This is a general service open to the public. All Guest Account holders must have an email address to which they can respond. No privileges are conferred by default to a Guest Account; all must be added by application, system, or network administrators who are solely responsible for the vetting of identity for any group membership.
Users of the Guest Accounts system may be invited by a member of the Stanford community (a person eligible for a SUNet ID) or can sign up and request an account via a web page and email interaction. Members of the Stanford community can then add Guest Account holders to workgroups which may be used by downstream systems to confer privileges (e.g., application, system, or network access).
Users have 30 days to respond to any invitation from the Guest Accounts system. If that time expires, any group memberships that were created for that account will be deleted.
Unused accounts will be deleted after 13 months, along with all associated group memberships.
Authentication methods involve presenting both a public identifier (either an email address or login name) and private authentication information (a password). These accounts are associated with an email address and anyone with access to email sent to that address could have access to that Guest Account.
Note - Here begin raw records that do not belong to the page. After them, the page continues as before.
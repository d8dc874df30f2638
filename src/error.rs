//! Crate-level error type

use crate::config::ConfigError;
use crate::dimensions::ResolveError;
use crate::metadata::MetadataError;
use crate::normalize::NormalizeError;
use crate::query::QueryError;
use crate::transport::TransportError;

/// Errors from the public client calls
#[derive(Debug, thiserror::Error)]
pub enum ImfError {
    /// Configuration error
    #[error("configuration error: {0}")]
    Config(#[from] ConfigError),

    /// Transport error
    #[error("transport error: {0}")]
    Transport(#[from] TransportError),

    /// Dimension resolution error
    #[error("resolve error: {0}")]
    Resolve(#[from] ResolveError),

    /// Query validation error
    #[error("query error: {0}")]
    Query(#[from] QueryError),

    /// Normalization error
    #[error("normalize error: {0}")]
    Normalize(#[from] NormalizeError),

    /// Metadata error
    #[error("metadata error: {0}")]
    Metadata(#[from] MetadataError),

    /// Dataset catalog could not be parsed
    #[error("catalog error: {0}")]
    Catalog(String),
}

impl ImfError {
    /// Whether the caller's input was rejected before any data request
    pub fn is_invalid_input(&self) -> bool {
        matches!(
            self,
            Self::Config(_)
                | Self::Query(_)
                | Self::Resolve(ResolveError::InvalidDatasetId(_))
                | Self::Metadata(MetadataError::MissingUrl)
        )
    }

    /// Whether the query ran but matched no series
    pub fn is_empty_result(&self) -> bool {
        matches!(self, Self::Normalize(NormalizeError::EmptyResult))
    }

    /// Underlying transport error, wherever it was raised
    pub fn transport_error(&self) -> Option<&TransportError> {
        match self {
            Self::Transport(e)
            | Self::Resolve(ResolveError::Transport(e))
            | Self::Resolve(ResolveError::UnknownDataset { source: e, .. })
            | Self::Metadata(MetadataError::Transport(e)) => Some(e),
            _ => None,
        }
    }
}

/// Result type for client calls
pub type ImfResult<T> = Result<T, ImfError>;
Users are strongly encouraged to change their password regularly to limit possible abuse of passwords that may have been compromised without the user's knowledge.
The Guest Account system provides a lower level of security than the SUNet ID system. It is not intended to be a replacement for a SUNet ID. In particular, Guest Accounts may not be used for applications that have HIPAA, Human Subjects, Research, or Stanford-identified Restricted Data with other legal restrictions.
System administrator responsibilities
Systems Administrators who leverage the Guest Accounts system to authenticate users to their accounts are responsible for actively maintaining the groups to which those Guest Accounts belong, and for vetting to the appropriate level of assurance the identities of people using those Guest Accounts.